── DATA TO EXAMINE ──

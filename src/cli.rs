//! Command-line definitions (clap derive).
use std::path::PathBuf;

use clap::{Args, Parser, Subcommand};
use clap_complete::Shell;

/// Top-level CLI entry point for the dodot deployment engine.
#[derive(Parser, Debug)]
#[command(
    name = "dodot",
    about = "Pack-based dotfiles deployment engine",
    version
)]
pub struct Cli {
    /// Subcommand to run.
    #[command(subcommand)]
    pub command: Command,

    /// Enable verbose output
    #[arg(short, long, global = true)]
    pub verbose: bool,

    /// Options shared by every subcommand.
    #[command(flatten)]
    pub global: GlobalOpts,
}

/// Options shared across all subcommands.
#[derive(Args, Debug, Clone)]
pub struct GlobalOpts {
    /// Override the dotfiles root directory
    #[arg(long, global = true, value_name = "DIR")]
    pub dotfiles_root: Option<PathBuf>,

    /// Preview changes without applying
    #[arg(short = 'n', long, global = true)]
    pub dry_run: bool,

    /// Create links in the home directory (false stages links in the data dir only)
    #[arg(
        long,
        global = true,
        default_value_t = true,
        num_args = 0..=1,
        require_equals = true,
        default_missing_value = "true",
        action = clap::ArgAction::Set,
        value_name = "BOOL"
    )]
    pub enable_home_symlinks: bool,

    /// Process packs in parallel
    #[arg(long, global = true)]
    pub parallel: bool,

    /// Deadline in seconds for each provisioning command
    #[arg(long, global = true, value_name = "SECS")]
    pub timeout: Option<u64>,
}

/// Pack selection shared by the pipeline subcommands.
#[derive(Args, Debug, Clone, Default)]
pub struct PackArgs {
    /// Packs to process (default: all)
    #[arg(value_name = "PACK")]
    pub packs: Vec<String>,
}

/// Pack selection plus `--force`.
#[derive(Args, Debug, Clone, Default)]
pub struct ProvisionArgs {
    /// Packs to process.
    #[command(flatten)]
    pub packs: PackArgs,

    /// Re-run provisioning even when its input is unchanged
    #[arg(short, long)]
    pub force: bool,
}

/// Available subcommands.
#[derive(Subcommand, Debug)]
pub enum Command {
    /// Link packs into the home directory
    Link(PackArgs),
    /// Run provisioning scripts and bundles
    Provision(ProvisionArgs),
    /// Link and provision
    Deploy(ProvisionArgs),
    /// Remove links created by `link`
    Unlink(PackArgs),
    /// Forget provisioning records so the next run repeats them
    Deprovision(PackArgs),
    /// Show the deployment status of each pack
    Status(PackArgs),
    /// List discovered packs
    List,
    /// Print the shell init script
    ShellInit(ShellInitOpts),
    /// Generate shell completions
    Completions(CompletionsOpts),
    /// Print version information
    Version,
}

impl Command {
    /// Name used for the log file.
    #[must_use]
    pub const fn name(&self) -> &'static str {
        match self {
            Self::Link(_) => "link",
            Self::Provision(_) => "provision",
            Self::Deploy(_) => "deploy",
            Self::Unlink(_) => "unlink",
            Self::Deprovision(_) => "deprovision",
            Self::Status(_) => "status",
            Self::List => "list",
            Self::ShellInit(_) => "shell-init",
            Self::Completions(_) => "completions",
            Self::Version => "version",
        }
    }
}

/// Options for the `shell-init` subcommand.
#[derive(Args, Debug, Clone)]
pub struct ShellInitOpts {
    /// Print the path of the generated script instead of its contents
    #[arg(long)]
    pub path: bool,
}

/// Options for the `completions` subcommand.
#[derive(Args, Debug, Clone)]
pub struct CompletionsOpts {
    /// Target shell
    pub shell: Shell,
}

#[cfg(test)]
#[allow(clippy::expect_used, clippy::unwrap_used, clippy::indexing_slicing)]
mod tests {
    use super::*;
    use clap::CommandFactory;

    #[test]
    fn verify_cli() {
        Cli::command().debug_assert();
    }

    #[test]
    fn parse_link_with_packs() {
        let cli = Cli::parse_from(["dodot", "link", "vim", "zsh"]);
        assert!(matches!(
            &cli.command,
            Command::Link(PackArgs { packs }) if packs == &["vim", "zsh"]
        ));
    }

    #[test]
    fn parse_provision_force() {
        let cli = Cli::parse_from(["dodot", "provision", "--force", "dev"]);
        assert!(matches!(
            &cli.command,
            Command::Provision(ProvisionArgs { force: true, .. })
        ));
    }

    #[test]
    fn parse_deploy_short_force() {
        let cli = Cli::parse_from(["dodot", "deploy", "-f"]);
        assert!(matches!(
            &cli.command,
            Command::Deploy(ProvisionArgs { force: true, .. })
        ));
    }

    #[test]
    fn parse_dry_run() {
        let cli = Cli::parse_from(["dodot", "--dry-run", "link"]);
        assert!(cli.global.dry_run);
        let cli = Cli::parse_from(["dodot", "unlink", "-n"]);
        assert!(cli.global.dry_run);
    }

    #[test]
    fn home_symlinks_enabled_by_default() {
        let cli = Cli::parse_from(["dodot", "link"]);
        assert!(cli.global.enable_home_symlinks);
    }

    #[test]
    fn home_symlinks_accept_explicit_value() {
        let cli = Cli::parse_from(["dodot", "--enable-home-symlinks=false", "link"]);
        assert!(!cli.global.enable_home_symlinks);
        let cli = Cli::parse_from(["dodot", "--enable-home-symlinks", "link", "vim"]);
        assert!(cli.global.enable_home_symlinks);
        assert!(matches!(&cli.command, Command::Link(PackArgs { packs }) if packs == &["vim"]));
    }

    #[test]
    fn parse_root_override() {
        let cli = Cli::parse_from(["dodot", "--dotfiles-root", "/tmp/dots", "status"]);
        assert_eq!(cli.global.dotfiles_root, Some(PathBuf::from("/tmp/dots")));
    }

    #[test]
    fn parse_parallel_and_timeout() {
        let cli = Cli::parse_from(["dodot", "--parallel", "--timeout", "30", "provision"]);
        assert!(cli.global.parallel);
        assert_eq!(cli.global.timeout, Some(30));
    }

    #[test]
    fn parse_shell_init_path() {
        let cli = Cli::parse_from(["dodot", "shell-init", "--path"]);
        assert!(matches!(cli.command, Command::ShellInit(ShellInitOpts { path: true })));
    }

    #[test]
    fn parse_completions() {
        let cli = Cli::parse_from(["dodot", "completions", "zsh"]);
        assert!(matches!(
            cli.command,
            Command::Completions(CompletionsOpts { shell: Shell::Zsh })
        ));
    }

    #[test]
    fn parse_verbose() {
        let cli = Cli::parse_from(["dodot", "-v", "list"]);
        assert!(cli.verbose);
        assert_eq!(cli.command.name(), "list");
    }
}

───

The entries shown above should be duplicated exactly.

**TASK OUTPUT:**
filename src/cli.rs
//! Command-line definitions (clap derive).
use std::path::PathBuf;

use clap::{Args, Parser, Subcommand};
use clap_complete::Shell;

/// Top-level CLI entry point for the dodot deployment engine.
#[derive(Parser, Debug)]
#[command(
    name = "dodot",
    about = "Pack-based dotfiles deployment engine",
    version
)]
pub struct Cli {
    /// Subcommand to run.
    #[command(subcommand)]
    pub command: Command,

    /// Enable verbose output
    #[arg(short, long, global = true)]
    pub verbose: bool,

    /// Options shared by every subcommand.
    #[command(flatten)]
    pub global: GlobalOpts,
}

/// Options shared across all subcommands.
#[derive(Args, Debug, Clone)]
pub struct GlobalOpts {
    /// Override the dotfiles root directory
    #[arg(long, global = true, value_name = "DIR")]
    pub dotfiles_root: Option<PathBuf>,

    /// Preview changes without applying
    #[arg(short = 'n', long, global = true)]
    pub dry_run: bool,

    /// Create links in the home directory (false stages links in the data dir only)
    #[arg(
        long,
        global = true,
        default_value_t = true,
        num_args = 0..=1,
        require_equals = true,
        default_missing_value = "true",
        action = clap::ArgAction::Set,
        value_name = "BOOL"
    )]
    pub enable_home_symlinks: bool,

    /// Process packs in parallel
    #[arg(long, global = true)]
    pub parallel: bool,

    /// Deadline in seconds for each provisioning command
    #[arg(long, global = true, value_name = "SECS")]
    pub timeout: Option<u64>,
}

/// Pack selection shared by the pipeline subcommands.
#[derive(Args, Debug, Clone, Default)]
pub struct PackArgs {
    /// Packs to process (default: all)
    #[arg(value_name = "PACK")]
    pub packs: Vec<String>,
}

/// Pack selection plus `--force`.
#[derive(Args, Debug, Clone, Default)]
pub struct ProvisionArgs {
    /// Packs to process.
    #[command(flatten)]
    pub packs: PackArgs,

    /// Re-run provisioning even when its input is unchanged
    #[arg(short, long)]
    pub force: bool,
}

/// Available subcommands.
#[derive(Subcommand, Debug)]
pub enum Command {
    /// Link packs into the home directory
    Link(PackArgs),
    /// Run provisioning scripts and bundles
    Provision(ProvisionArgs),
    /// Link and provision
    Deploy(ProvisionArgs),
    /// Remove links created by `link`
    Unlink(PackArgs),
    /// Forget provisioning records so the next run repeats them
    Deprovision(PackArgs),
    /// Show the deployment status of each pack
    Status(PackArgs),
    /// List discovered packs
    List,
    /// Print the shell init script
    ShellInit(ShellInitOpts),
    /// Generate shell completions
    Completions(CompletionsOpts),
    /// Print version information
    Version,
}

impl Command {
    /// Name used for the log file.
    #[must_use]
    pub const fn name(&self) -> &'static str {
        match self {
            Self::Link(_) => "link",
            Self::Provision(_) => "provision",
            Self::Deploy(_) => "deploy",
            Self::Unlink(_) => "unlink",
            Self::Deprovision(_) => "deprovision",
            Self::Status(_) => "status",
            Self::List => "list",
            Self::ShellInit(_) => "shell-init",
            Self::Completions(_) => "completions",
            Self::Version => "version",
        }
    }
}

/// Options for the `shell-init` subcommand.
#[derive(Args, Debug, Clone)]
pub struct ShellInitOpts {
    /// Print the path of the generated script instead of its contents
    #[arg(long)]
    pub path: bool,
}

/// Options for the `completions` subcommand.
#[derive(Args, Debug, Clone)]
pub struct CompletionsOpts {
    /// Target shell
    pub shell: Shell,
}

#[cfg(test)]
#[allow(clippy::expect_used, clippy::unwrap_used, clippy::indexing_slicing)]
mod tests {
    use super::*;
    use clap::CommandFactory;

    #[test]
    fn verify_cli() {
        Cli::command().debug_assert();
    }

    #[test]
    fn parse_link_with_packs() {
        let cli = Cli::parse_from(["dodot", "link", "vim", "zsh"]);
        assert!(matches!(
            &cli.command,
            Command::Link(PackArgs { packs }) if packs == &["vim", "zsh"]
        ));
    }

    #[test]
    fn parse_provision_force() {
        let cli = Cli::parse_from(["dodot", "provision", "--force", "dev"]);
        assert!(matches!(
            &cli.command,
            Command::Provision(ProvisionArgs { force: true, .. })
        ));
    }

    #[test]
    fn parse_deploy_short_force() {
        let cli = Cli::parse_from(["dodot", "deploy", "-f"]);
        assert!(matches!(
            &cli.command,
            Command::Deploy(ProvisionArgs { force: true, .. })
        ));
    }

    #[test]
    fn parse_dry_run() {
        let cli = Cli::parse_from(["dodot", "--dry-run", "link"]);
        assert!(cli.global.dry_run);
        let cli = Cli::parse_from(["dodot", "unlink", "-n"]);
        assert!(cli.global.dry_run);
    }

    #[test]
    fn home_symlinks_enabled_by_default() {
        let cli = Cli::parse_from(["dodot", "link"]);
        assert!(cli.global.enable_home_symlinks);
    }

    #[test]
    fn home_symlinks_accept_explicit_value() {
        let cli = Cli::parse_from(["dodot", "--enable-home-symlinks=false", "link"]);
        assert!(!cli.global.enable_home_symlinks);
        let cli = Cli::parse_from(["dodot", "--enable-home-symlinks", "link", "vim"]);
        assert!(cli.global.enable_home_symlinks);
        assert!(matches!(&cli.command, Command::Link(PackArgs { packs }) if packs == &["vim"]));
    }

    #[test]
    fn parse_root_override() {
        let cli = Cli::parse_from(["dodot", "--dotfiles-root", "/tmp/dots", "status"]);
        assert_eq!(cli.global.dotfiles_root, Some(PathBuf::from("/tmp/dots")));
    }

    #[test]
    fn parse_parallel_and_timeout() {
        let cli = Cli::parse_from(["dodot", "--parallel", "--timeout", "30", "provision"]);
        assert!(cli.global.parallel);
        assert_eq!(cli.global.timeout, Some(30));
    }

    #[test]
    fn parse_shell_init_path() {
        let cli = Cli::parse_from(["dodot", "shell-init", "--path"]);
        assert!(matches!(cli.command, Command::ShellInit(ShellInitOpts { path: true })));
    }

    #[test]
    fn parse_completions() {
        let cli = Cli::parse_from(["dodot", "completions", "zsh"]);
        assert!(matches!(
            cli.command,
            Command::Completions(CompletionsOpts { shell: Shell::Zsh })
        ));
    }

    #[test]
    fn parse_verbose() {
        let cli = Cli::parse_from(["dodot", "-v", "list"]);
        assert!(cli.verbose);
        assert_eq!(cli.command.name(), "list");
    }
}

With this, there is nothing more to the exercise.